Painting by Massimo Stanzione

David with the Head of Goliath is a painting by Italian Baroque artist Massimo Stanzione, created c. 1642–1643. It is now in the San Diego Museum of Art.

==History==
Caravaggio was an important influence in Stanzione’s artistic style and this painting illustrates a combination of styles from Caravaggio’s brutally realistic elements and dramatic lighting to classical 17th-century artistic trends including the lyrical style of Bologna artists. This painting shows David in an elegant posture, which softens the goriness, i.e. the severed head of Goliath. The theatrical lighting of this painting is a perfect demonstration of the chiaroscuro interpretation by Stanzione. Guido Reni and Caravaggio can be credited for Stanzione’s interpretation of chiaroscuro; they were supposedly his teachers.
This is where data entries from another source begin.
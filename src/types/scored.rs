//! Scored loan data structures

use crate::metrics::BatchMetrics;
use crate::profit::ProfitBreakdown;
use crate::types::loan::RawRecord;
use chrono::{DateTime, Utc};
use serde::ser::{SerializeMap, Serializer};
use serde::{Deserialize, Serialize};

/// Output names owned by the scorer. Raw fields with these names are not emitted.
const COMPUTED_FIELDS: [&str; 5] = ["id", "p_default", "monthly_payment", "profit", "expected_profit"];

/// A raw loan record with its default probability and profit figures attached
#[derive(Debug, Clone, PartialEq, Deserialize)]
pub struct ScoredLoan {
    /// Position of the record in its batch
    pub id: usize,

    /// Original record fields
    #[serde(flatten)]
    pub record: RawRecord,

    /// Probability of default (0.0 - 1.0)
    pub p_default: f64,

    /// Amortized monthly payment
    pub monthly_payment: f64,

    /// Profit if the loan is held to maturity
    pub profit: f64,

    /// Probability-weighted profit
    pub expected_profit: f64,
}

impl ScoredLoan {
    pub fn new(id: usize, record: RawRecord, p_default: f64, breakdown: ProfitBreakdown) -> Self {
        Self {
            id,
            record,
            p_default,
            monthly_payment: breakdown.monthly_payment,
            profit: breakdown.profit,
            expected_profit: breakdown.expected_profit,
        }
    }

    /// Whether the loan clears the expected profit threshold
    pub fn meets_threshold(&self, threshold: f64) -> bool {
        self.expected_profit >= threshold
    }
}

impl Serialize for ScoredLoan {
    fn serialize<S: Serializer>(&self, serializer: S) -> Result<S::Ok, S::Error> {
        let raw = self
            .record
            .iter()
            .filter(|(key, _)| !COMPUTED_FIELDS.contains(&key.as_str()));

        let mut map = serializer.serialize_map(None)?;
        map.serialize_entry("id", &self.id)?;
        for (key, value) in raw {
            map.serialize_entry(key, value)?;
        }
        map.serialize_entry("p_default", &self.p_default)?;
        map.serialize_entry("monthly_payment", &self.monthly_payment)?;
        map.serialize_entry("profit", &self.profit)?;
        map.serialize_entry("expected_profit", &self.expected_profit)?;
        map.end()
    }
}

/// Result of scoring one daily batch
#[derive(Debug, Clone, Serialize, Deserialize)]
pub struct ScoredBatch {
    /// Unique run identifier
    pub run_id: String,

    /// When the batch was scored
    pub scored_at: DateTime<Utc>,

    /// Expected profit threshold applied
    pub threshold: f64,

    /// Every scored loan, in batch order
    pub loans: Vec<ScoredLoan>,

    /// Positions of loans with `expected_profit >= threshold`
    pub best_loan_ids: Vec<usize>,

    /// Positions the transformer dropped for missing values
    pub unscored_ids: Vec<usize>,

    /// Counters and timings for the run
    pub metrics: BatchMetrics,
}

impl ScoredBatch {
    /// Loans that met the threshold, in batch order
    pub fn best_loans(&self) -> impl Iterator<Item = &ScoredLoan> {
        self.loans.iter().filter(|l| l.meets_threshold(self.threshold))
    }

    /// Look up a scored loan by its batch position
    pub fn get(&self, id: usize) -> Option<&ScoredLoan> {
        self.loans.iter().find(|l| l.id == id)
    }
}

#[cfg(test)]
mod tests {
    use super::*;
    use serde_json::json;

    #[test]
    fn test_scored_loan_serializes_flat() {
        let mut record = RawRecord::new();
        record.insert("loan_amnt".to_string(), json!("5000.0"));
        record.insert("purpose".to_string(), json!("credit_card"));

        let loan = ScoredLoan::new(
            7,
            record,
            0.2,
            ProfitBreakdown {
                monthly_payment: 162.87,
                profit: 863.16,
                expected_profit: -309.47,
            },
        );

        let value = serde_json::to_value(&loan).unwrap();
        assert_eq!(value["id"], 7);
        assert_eq!(value["purpose"], "credit_card");
        assert_eq!(value["p_default"], 0.2);
        assert!(!loan.meets_threshold(0.0));
    }

    #[test]
    fn test_computed_fields_replace_raw_keys() {
        let record: RawRecord = serde_json::from_value(json!({
            "id": 1077501,
            "loan_amnt": 5000,
            "profit": "n/a"
        }))
        .unwrap();
        let breakdown = ProfitBreakdown {
            monthly_payment: 162.87,
            profit: 863.16,
            expected_profit: 518.43,
        };
        let loan = ScoredLoan::new(2, record, 0.1, breakdown);

        let text = serde_json::to_string(&loan).unwrap();
        assert_eq!(text.matches("\"id\"").count(), 1);
        assert_eq!(text.matches("\"profit\"").count(), 1);
        assert!(text.starts_with("{\"id\":2,"));

        let value: serde_json::Value = serde_json::from_str(&text).unwrap();
        assert_eq!(value["profit"], 863.16);
        assert_eq!(value["loan_amnt"], 5000);
    }
}
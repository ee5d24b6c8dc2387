//! Client for a deployed batch scoring endpoint

use crate::error::{Result, ScoringError};
use crate::models::inference::{Predictions, ProbabilitySource};
use crate::types::loan::RawRecord;
use async_trait::async_trait;
use reqwest::header::COOKIE;
use reqwest::{Client, RequestBuilder};
use serde::Serialize;
use std::time::Duration;
use tracing::{debug, info};

/// Cookie name the hosted data science platform expects
pub const DEFAULT_COOKIE_NAME: &str = "datascience-platform";

/// How the endpoint authenticates callers
#[derive(Debug, Clone, PartialEq)]
pub enum Credential {
    /// `Cookie: <name>=<secret>`
    Cookie { name: String, secret: String },
    /// `Authorization: Bearer <secret>`
    Bearer(String),
    None,
}

impl Credential {
    pub fn cookie(secret: impl Into<String>) -> Self {
        Credential::Cookie {
            name: DEFAULT_COOKIE_NAME.to_string(),
            secret: secret.into(),
        }
    }

    fn apply(&self, request: RequestBuilder) -> RequestBuilder {
        match self {
            Credential::Cookie { name, secret } => request.header(COOKIE, format!("{name}={secret}")),
            Credential::Bearer(secret) => request.bearer_auth(secret),
            Credential::None => request,
        }
    }
}

#[derive(Serialize)]
struct BatchRequest<'a> {
    data: &'a [RawRecord],
}

/// Parse a body like `[0.12],[0.34]` into one probability per entry
pub fn parse_bracketed_floats(body: &str) -> std::result::Result<Vec<f64>, String> {
    let body = body.trim().trim_matches('"');
    let stripped: String = body.chars().filter(|c| *c != '[' && *c != ']').collect();
    if stripped.trim().is_empty() {
        return Ok(Vec::new());
    }

    stripped
        .split(',')
        .map(|piece| {
            let piece = piece.trim();
            piece
                .parse::<f64>()
                .map_err(|_| format!("`{piece}` is not a probability"))
        })
        .collect()
}

/// Inverse of [`parse_bracketed_floats`]
pub fn format_bracketed_floats(values: &[f64]) -> String {
    values
        .iter()
        .map(|v| format!("[{v}]"))
        .collect::<Vec<_>>()
        .join(",")
}

/// Batch endpoint client: one request per batch
pub struct BatchEndpointClient {
    url: String,
    client: Client,
    credential: Credential,
}

impl BatchEndpointClient {
    pub fn new(url: impl Into<String>, credential: Credential, timeout: Option<Duration>) -> Result<Self> {
        let url = url.into();
        let mut builder = Client::builder();
        if let Some(timeout) = timeout {
            builder = builder.timeout(timeout);
        }
        let client = builder.build().map_err(|e| ScoringError::http(&url, e))?;

        info!(endpoint = %url, "Batch endpoint client ready");
        Ok(Self {
            url,
            client,
            credential,
        })
    }

    pub fn url(&self) -> &str {
        &self.url
    }

    /// Send the records and return the raw probability list
    pub async fn score(&self, records: &[RawRecord]) -> Result<Vec<f64>> {
        let request = self
            .client
            .post(&self.url)
            .json(&BatchRequest { data: records });
        let resp = self
            .credential
            .apply(request)
            .send()
            .await
            .map_err(|e| ScoringError::http(&self.url, e))?;

        let status = resp.status();
        let body = resp
            .text()
            .await
            .map_err(|e| ScoringError::http(&self.url, e))?;
        if !status.is_success() {
            return Err(ScoringError::RemoteStatus {
                endpoint: self.url.clone(),
                status: status.as_u16(),
                body,
            });
        }

        let probabilities =
            parse_bracketed_floats(&body).map_err(|reason| ScoringError::malformed(&self.url, reason))?;
        debug!(endpoint = %self.url, count = probabilities.len(), "Batch scored remotely");
        Ok(probabilities)
    }
}

#[async_trait]
impl ProbabilitySource for BatchEndpointClient {
    fn name(&self) -> &str {
        "batch_endpoint"
    }

    async fn predict_default_probability(&self, records: &[RawRecord]) -> Result<Predictions> {
        let probabilities = self.score(records).await?;
        if probabilities.len() != records.len() {
            return Err(ScoringError::malformed(
                &self.url,
                format!(
                    "{} probabilities for {} records",
                    probabilities.len(),
                    records.len()
                ),
            ));
        }
        Ok(Predictions::aligned(probabilities))
    }
}
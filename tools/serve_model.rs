//! Model server: exposes the ONNX default classifier over HTTP.
//!
//! Usage: serve-model [bind_addr]
//! Defaults to `serving.bind_addr` from config.

use anyhow::{Context, Result};
use loan_default_scoring::config::AppConfig;
use loan_default_scoring::models::{LocalPredictor, ModelLoader, OnnxModel, ProbabilityModel};
use loan_default_scoring::serving;
use loan_default_scoring::{FeatureSchema, FeatureTransformer};
use std::process::ExitCode;
use std::sync::Arc;
use tracing::{error, info};

fn main() -> ExitCode {
    let config = match AppConfig::load() {
        Ok(config) => config,
        Err(e) => {
            eprintln!("Failed to load configuration: {e:#}");
            return ExitCode::FAILURE;
        }
    };
    if let Err(e) = config.logging.init() {
        eprintln!("{e:#}");
        return ExitCode::FAILURE;
    }

    let bind_addr = std::env::args()
        .nth(1)
        .unwrap_or_else(|| config.serving.bind_addr.clone());

    let runtime = match tokio::runtime::Builder::new_current_thread().enable_all().build() {
        Ok(runtime) => runtime,
        Err(e) => {
            error!(error = %e, "Failed to start runtime");
            return ExitCode::FAILURE;
        }
    };

    match runtime.block_on(run(config, bind_addr)) {
        Ok(()) => ExitCode::SUCCESS,
        Err(e) => {
            error!(error = format!("{e:#}"), "Model server failed");
            ExitCode::FAILURE
        }
    }
}

async fn run(config: AppConfig, bind_addr: String) -> Result<()> {
    let artifacts = config.storage.artifact_cache()?;

    let schema = FeatureSchema::load(&artifacts, &config.artifacts.schema_key)
        .await
        .context("Failed to load feature schema")?;
    let transformer = FeatureTransformer::new(Arc::new(schema))
        .with_policy(config.scoring.unseen_categories);

    let loaded = ModelLoader::with_threads(config.predictor.onnx_threads)
        .load_from_store(&artifacts, &config.artifacts.model_key)
        .await
        .context("Failed to load ONNX model")?;
    let model: Box<dyn ProbabilityModel> = Box::new(OnnxModel::new(loaded));
    info!(
        model = %model.name(),
        features = transformer.schema().feature_count(),
        "Serving default classifier"
    );

    serving::run_server(Arc::new(LocalPredictor::new(transformer, model)), &bind_addr).await
}
#[cfg(test)]
mod tests {
    use super::*;
    use serde_json::json;

    fn records(value: Value) -> Vec<RawRecord> {
        serde_json::from_value(value).unwrap()
    }

    fn loan_schema() -> FeatureSchema {
        FeatureSchema::new(
            ["loan_amnt", "int_rate", "dti"],
            ["purpose", "term"],
            [
                "loan_amnt",
                "int_rate",
                "dti",
                "purpose_car",
                "purpose_credit_card",
                "purpose_educational",
                "term_ 36 months",
                "term_ 60 months",
            ],
        )
    }

    #[test]
    fn test_dummy_expansion_replaces_categorical_column() {
        let schema = FeatureSchema::new(
            Vec::<String>::new(),
            vec!["purpose".to_string()],
            vec!["purpose_car".to_string(), "purpose_credit_card".to_string()],
        );
        let input = records(json!([
            {"purpose": "car"},
            {"purpose": "credit_card"},
            {"purpose": "car"}
        ]));

        let m = transform(&input, &schema).unwrap();

        assert_eq!(m.columns(), ["purpose_car", "purpose_credit_card"]);
        assert!(m.column("purpose").is_none());
        assert_eq!(m.column("purpose_car").unwrap(), vec![1.0, 0.0, 1.0]);
        assert_eq!(m.column("purpose_credit_card").unwrap(), vec![0.0, 1.0, 0.0]);
    }

    #[test]
    fn test_missing_trained_feature_backfilled_with_zeros() {
        let schema = FeatureSchema::new(["a", "b"], [], ["a", "b", "c"]);
        let input = records(json!([{"a": 1, "b": "2"}, {"a": 3.5, "b": 4}]));

        let m = transform(&input, &schema).unwrap();

        assert_eq!(m.columns(), ["a", "b", "c"]);
        assert_eq!(m.column("c").unwrap(), vec![0.0, 0.0]);
        assert_eq!(m.row(0), [1.0, 2.0, 0.0]);
        assert_eq!(m.row(1), [3.5, 4.0, 0.0]);
    }

    #[test]
    fn test_transform_is_idempotent() {
        let input = records(json!([
            {"loan_amnt": "5000.0", "int_rate": "10.65", "dti": "27.65", "purpose": "credit_card", "term": " 36 months", "addr_state": "AZ"},
            {"loan_amnt": 2500, "int_rate": 15.27, "dti": 1.0, "purpose": "car", "term": " 60 months", "addr_state": "GA"}
        ]));
        let transformer = FeatureTransformer::new(Arc::new(loan_schema()));

        let first = transformer.transform(&input).unwrap();
        let second = transformer.transform(&input).unwrap();

        assert_eq!(first, second);
        assert_eq!(first.columns(), loan_schema().trained_features.as_slice());
        assert_eq!(first.column("term_ 60 months").unwrap(), vec![0.0, 1.0]);
        assert_eq!(first.column("purpose_educational").unwrap(), vec![0.0, 0.0]);
    }

    #[test]
    fn test_rows_with_missing_values_are_dropped() {
        let input = records(json!([
            {"loan_amnt": 5000, "int_rate": 10.65, "dti": null, "purpose": "car", "term": " 36 months"},
            {"loan_amnt": 2500, "int_rate": 15.27, "dti": 1.0, "purpose": "car", "term": " 60 months"},
            {"loan_amnt": 2400, "int_rate": "", "dti": 8.72, "purpose": "car", "term": " 36 months"}
        ]));

        let m = transform_with_policy(&input, &loan_schema(), UnseenCategoryPolicy::Prune).unwrap();

        assert_eq!(m.n_rows(), 1);
        assert_eq!(m.row_index(), [1]);
        assert_eq!(m.dropped_rows(), [0, 2]);
        assert_eq!(m.column("loan_amnt").unwrap(), vec![2500.0]);
    }

    #[test]
    fn test_missing_category_yields_zero_indicators() {
        let input = records(json!([
            {"loan_amnt": 5000, "int_rate": 10.65, "dti": 1.0, "purpose": null, "term": " 36 months"},
            {"loan_amnt": 2500, "int_rate": 15.27, "dti": 1.0, "term": " 60 months", "purpose": "car"}
        ]));

        let m = transform_with_policy(&input, &loan_schema(), UnseenCategoryPolicy::Prune).unwrap();

        assert_eq!(m.n_rows(), 2);
        assert_eq!(m.column("purpose_car").unwrap(), vec![0.0, 1.0]);
        assert_eq!(m.column("purpose_credit_card").unwrap(), vec![0.0, 0.0]);
    }

    #[test]
    fn test_unseen_category_policy() {
        let input = records(json!([
            {"loan_amnt": 5000, "int_rate": 10.65, "dti": 1.0, "purpose": "wedding", "term": " 36 months"}
        ]));

        let kept = transform_with_policy(&input, &loan_schema(), UnseenCategoryPolicy::Keep).unwrap();
        assert_eq!(kept.n_cols(), loan_schema().feature_count() + 1);
        assert_eq!(kept.columns().last().unwrap(), "purpose_wedding");
        assert_eq!(kept.column("purpose_wedding").unwrap(), vec![1.0]);

        let pruned = transform_with_policy(&input, &loan_schema(), UnseenCategoryPolicy::Prune).unwrap();
        assert_eq!(pruned.columns(), loan_schema().trained_features.as_slice());
    }

    #[test]
    fn test_unparseable_numeric_is_a_coercion_error() {
        let input = records(json!([
            {"loan_amnt": 5000, "int_rate": "ten", "dti": 1.0, "purpose": "car", "term": " 36 months"}
        ]));

        match transform(&input, &loan_schema()) {
            Err(ScoringError::Coercion { row, field, value }) => {
                assert_eq!(row, 0);
                assert_eq!(field, "int_rate");
                assert_eq!(value, "\"ten\"");
            }
            other => panic!("expected coercion error, got {other:?}"),
        }
    }

    #[test]
    fn test_unselected_columns_are_ignored() {
        let input = records(json!([
            {"loan_amnt": 5000, "int_rate": 10.65, "dti": 1.0, "home_ownership": "RENT", "addr_state": "AZ"}
        ]));
        let m = transform(&input, &loan_schema()).unwrap();
        assert_eq!(m.n_rows(), 1);
        assert!(m.column("home_ownership").is_none());
    }

    #[test]
    fn test_from_feature_records_requires_exact_features() {
        let trained = vec!["a".to_string(), "b".to_string()];

        let ok = records(json!([{"a": 1, "b": "2"}, {"a": null, "b": 1}]));
        let m = FeatureMatrix::from_feature_records(&ok, &trained).unwrap();
        assert_eq!(m.row_index(), [0]);
        assert_eq!(m.row(0), [1.0, 2.0]);

        let bad = records(json!([{"a": 1, "c": 2}]));
        match FeatureMatrix::from_feature_records(&bad, &trained) {
            Err(ScoringError::SchemaMismatch { missing, unexpected }) => {
                assert_eq!(missing, vec!["b".to_string()]);
                assert_eq!(unexpected, vec!["c".to_string()]);
            }
            other => panic!("expected schema mismatch, got {other:?}"),
        }
    }

    #[test]
    fn test_schema_validation() {
        assert!(loan_schema().validate().is_ok());
        let dup = FeatureSchema::new(["a"], [], ["a", "a"]);
        assert!(dup.validate().is_err());
        let empty = FeatureSchema::new(["a"], [], Vec::<&str>::new());
        assert!(empty.validate().is_err());
    }

    #[tokio::test]
    async fn test_load_schema_artifact() {
        use crate::storage::{LocalObjectStore, ObjectStore};

        let dir = tempfile::tempdir().unwrap();
        let store = Arc::new(LocalObjectStore::new(dir.path()));
        store
            .put("models/schema.json", serde_json::to_vec(&loan_schema()).unwrap())
            .await
            .unwrap();
        store
            .put("models/empty.json", br#"{"as_is": [], "to_dummify": [], "trained_features": []}"#.to_vec())
            .await
            .unwrap();
        let artifacts = ArtifactCache::new(store);

        let schema = FeatureSchema::load(&artifacts, "models/schema.json").await.unwrap();
        assert_eq!(schema, loan_schema());
        assert!(matches!(
            FeatureSchema::load(&artifacts, "models/empty.json").await,
            Err(ScoringError::ArtifactDecode { .. })
        ));
    }
}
It was only after the painting was donated, that experts noticed under gallery lighting some aberrations in the canvas such as unevenness and crackle patterns. Those aberrations, along with the fact that young David appears to be gazing at something in the lower left corner led to suspicions that the canvas had been altered. By 1999, with the use of x-rays and careful removal of surface paint, the original paint of Goliath’s forehead was revealed. After intensive restoration, Goliath’s full face was uncovered and the painting restored to its original form. The full painting depicts Goliath's severed head in the lower left corner, with David, knife in hand, gazing down to the lower left corner. It is believed that the head of Goliath was painted over in order to make the painting less gory and more appealing to potential buyers.

==Provenance==
In 1947, Mrs. Harry Turpin gifted a Stanzione original painting titled David With the Head of Goliath to the Fine Arts Gallery of San Diego (now the San Diego Museum of Art); the work was then attributed to Ribera, but was reattributed to Stanzione by Mario Modestini in 1951, an attribution confirmed by Schleier, Felton, Zeri, and Spinosa.